BackFed: A Standardized and Efficient Benchmark Framework for Backdoor Attacks in Federated Learning
Abstract
Research on backdoor attacks in Federated Learning (FL) has accelerated in recent years, with new attacks and defenses continually proposed in an escalating arms race. However, the evaluation of these methods remains neither standardized nor reliable. First, there are severe inconsistencies in the experimental settings across studies, and many rely on unrealistic threat models. Second, our code review uncovers semantic bugs in the official codebases of several attacks that artificially inflate their reported performance.
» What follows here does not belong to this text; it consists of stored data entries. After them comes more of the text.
use image::RgbaImage;
use std::path::PathBuf;

use crate::packing::Size;

/// A source image to be placed in an atlas
#[derive(Debug, Clone)]
pub struct SourceFrame {
    /// Original file path
    pub path: PathBuf,
    /// Name written to the manifest (path relative to its input directory)
    pub name: String,
    pub image: RgbaImage,
}

impl SourceFrame {
    pub fn width(&self) -> u32 {
        self.image.width()
    }

    pub fn height(&self) -> u32 {
        self.image.height()
    }

    pub fn size(&self) -> Size {
        Size::new(self.width(), self.height())
    }
}
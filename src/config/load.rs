use std::path::{Path, PathBuf};

use anyhow::{Context, Result};
use log::warn;

use super::types::PackConfig;

/// A project file together with the directory its relative paths start from
#[derive(Debug, Clone)]
pub struct LoadedConfig {
    pub config: PackConfig,
    pub config_dir: PathBuf,
}

impl LoadedConfig {
    pub fn load(path: &Path) -> Result<Self> {
        let content = std::fs::read_to_string(path)
            .with_context(|| format!("failed to read config file: {}", path.display()))?;

        let config: PackConfig = serde_json::from_str(&content)
            .with_context(|| format!("failed to parse config file: {}", path.display()))?;

        let config_dir = path
            .parent()
            .map(Path::to_path_buf)
            .unwrap_or_else(|| PathBuf::from("."));

        Ok(Self { config, config_dir })
    }

    /// Input paths in the order their frames will be indexed.
    ///
    /// Entries keep their order in the project file. A glob entry stands for
    /// its matches sorted by path, so `frames/*.png` numbers `01.png` before
    /// `02.png` however the file system lists them. Everything is joined onto
    /// the config directory.
    pub fn resolve_inputs(&self) -> Result<Vec<PathBuf>> {
        let mut inputs = Vec::new();

        for entry in &self.config.input {
            if is_glob_pattern(entry) {
                let matches = self.expand_glob(entry)?;
                if matches.is_empty() {
                    warn!("Input pattern '{}' matched nothing", entry);
                }
                inputs.extend(matches);
            } else {
                inputs.push(self.config_dir.join(entry));
            }
        }

        Ok(inputs)
    }

    fn expand_glob(&self, pattern: &str) -> Result<Vec<PathBuf>> {
        let full_pattern = self.config_dir.join(pattern);
        let mut matches = glob::glob(&full_pattern.to_string_lossy())
            .with_context(|| format!("invalid glob pattern: {}", pattern))?
            .map(|entry| entry.with_context(|| format!("failed to read glob entry: {}", pattern)))
            .collect::<Result<Vec<_>>>()?;
        matches.sort();
        Ok(matches)
    }

    pub fn resolve_output_dir(&self) -> PathBuf {
        self.config_dir.join(&self.config.output_dir)
    }
}

fn is_glob_pattern(pattern: &str) -> bool {
    pattern.contains(['*', '?', '['])
}

#[cfg(test)]
mod tests {
    use super::*;

    fn loaded_in(config_dir: PathBuf, input: &[&str]) -> LoadedConfig {
        LoadedConfig {
            config: PackConfig {
                input: input.iter().map(|s| s.to_string()).collect(),
                output_dir: "out".to_string(),
                ..PackConfig::default()
            },
            config_dir,
        }
    }

    #[test]
    fn test_is_glob_pattern() {
        assert!(is_glob_pattern("*.png"));
        assert!(is_glob_pattern("frames/**/*.png"));
        assert!(is_glob_pattern("wave?.png"));
        assert!(is_glob_pattern("wave[0-9].png"));
        assert!(!is_glob_pattern("wave.png"));
        assert!(!is_glob_pattern("frames/idle"));
    }

    #[test]
    fn test_plain_inputs_resolve_against_config_dir() {
        let loaded = loaded_in(PathBuf::from("/project"), &["frames/idle", "wave.png"]);

        assert_eq!(
            loaded.resolve_inputs().unwrap(),
            vec![
                PathBuf::from("/project/frames/idle"),
                PathBuf::from("/project/wave.png")
            ]
        );
        assert_eq!(loaded.resolve_output_dir(), PathBuf::from("/project/out"));
    }

    #[test]
    fn test_glob_matches_are_sorted_in_place() {
        let dir = std::env::temp_dir().join(format!("emote-atlas-glob-{}", std::process::id()));
        std::fs::create_dir_all(&dir).unwrap();
        for name in ["03.png", "01.png", "02.png", "notes.txt"] {
            std::fs::write(dir.join(name), b"").unwrap();
        }

        let loaded = loaded_in(dir.clone(), &["02.png", "*.png", "missing/*.png"]);
        let inputs = loaded.resolve_inputs().unwrap();
        std::fs::remove_dir_all(&dir).unwrap();

        assert_eq!(
            inputs,
            vec![
                dir.join("02.png"),
                dir.join("01.png"),
                dir.join("02.png"),
                dir.join("03.png"),
            ]
        );
    }
}
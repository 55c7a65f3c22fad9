use super::Entry;
use crate::error::AtlasError;
use crate::packing::{Rect, Size};

/// Rounds pixel dimensions to a `1 << shift` grid and back
#[derive(Debug, Clone, Copy, PartialEq, Eq)]
pub struct Quantizer {
    shift: u32,
}

impl Quantizer {
    pub fn new(shift: u32) -> Self {
        Self { shift }
    }

    /// Round a request dimension up to grid units
    pub fn up(&self, value: u32) -> u32 {
        value.div_ceil(1 << self.shift)
    }

    /// Round a bin dimension down to grid units, so it never grows past its maximum
    pub fn down(&self, value: u32) -> u32 {
        value >> self.shift
    }

    /// Grid units back to pixels
    pub fn descale(&self, value: u32) -> u32 {
        value << self.shift
    }

    pub fn size(&self, size: Size) -> Size {
        Size::new(self.up(size.width), self.up(size.height))
    }
}

/// Map each placement of an accepted atlas back to the request it was made for.
///
/// A placement claims the first unclaimed request with the same grid size,
/// falling back to the first unclaimed request with the swapped size, which
/// marks the entry as flipped. Claimed requests are recorded in `claimed`.
pub fn resolve_entries(
    atlas_index: usize,
    placements: &[Rect],
    requests: &[Size],
    claimed: &mut [bool],
    quantizer: Quantizer,
) -> Result<Vec<Entry>, AtlasError> {
    let mut entries = Vec::with_capacity(placements.len());

    for placement in placements {
        let footprint = placement.size();
        let find = |wanted: Size| {
            requests
                .iter()
                .zip(claimed.iter())
                .position(|(&request, &taken)| !taken && quantizer.size(request) == wanted)
        };

        let (index, flipped) = match find(footprint) {
            Some(index) => (index, false),
            None => match find(footprint.rotated()) {
                Some(index) => (index, true),
                None => {
                    return Err(AtlasError::InconsistentPlacement {
                        atlas: atlas_index,
                        width: placement.width,
                        height: placement.height,
                    });
                }
            },
        };

        claimed[index] = true;
        let request = requests[index];
        entries.push(Entry {
            index,
            x: quantizer.descale(placement.x),
            y: quantizer.descale(placement.y),
            width: request.width,
            height: request.height,
            flipped,
        });
    }

    Ok(entries)
}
These issues raise fundamental questions about whether the proposed attacks are truly effective and realistic. We introduce BackFed, a benchmark designed to standardize FL backdoor evaluation by unifying attacks and defenses under a common evaluation framework. Our benchmark reveals critical limitations of existing attacks and defenses. For example, most backdoor attacks require excessive training time and computation, making them vulnerable to server-enforced time constraints. Meanwhile, some defenses suffer from severe accuracy degradation or aggregation overhead that limits their applicability. Under standardized settings, several popular methods achieve limited performance, which challenges their previous efficacy claims. We establish BackFed as a comprehensive benchmark framework that promotes a more reliable evaluation of backdoor attacks in FL.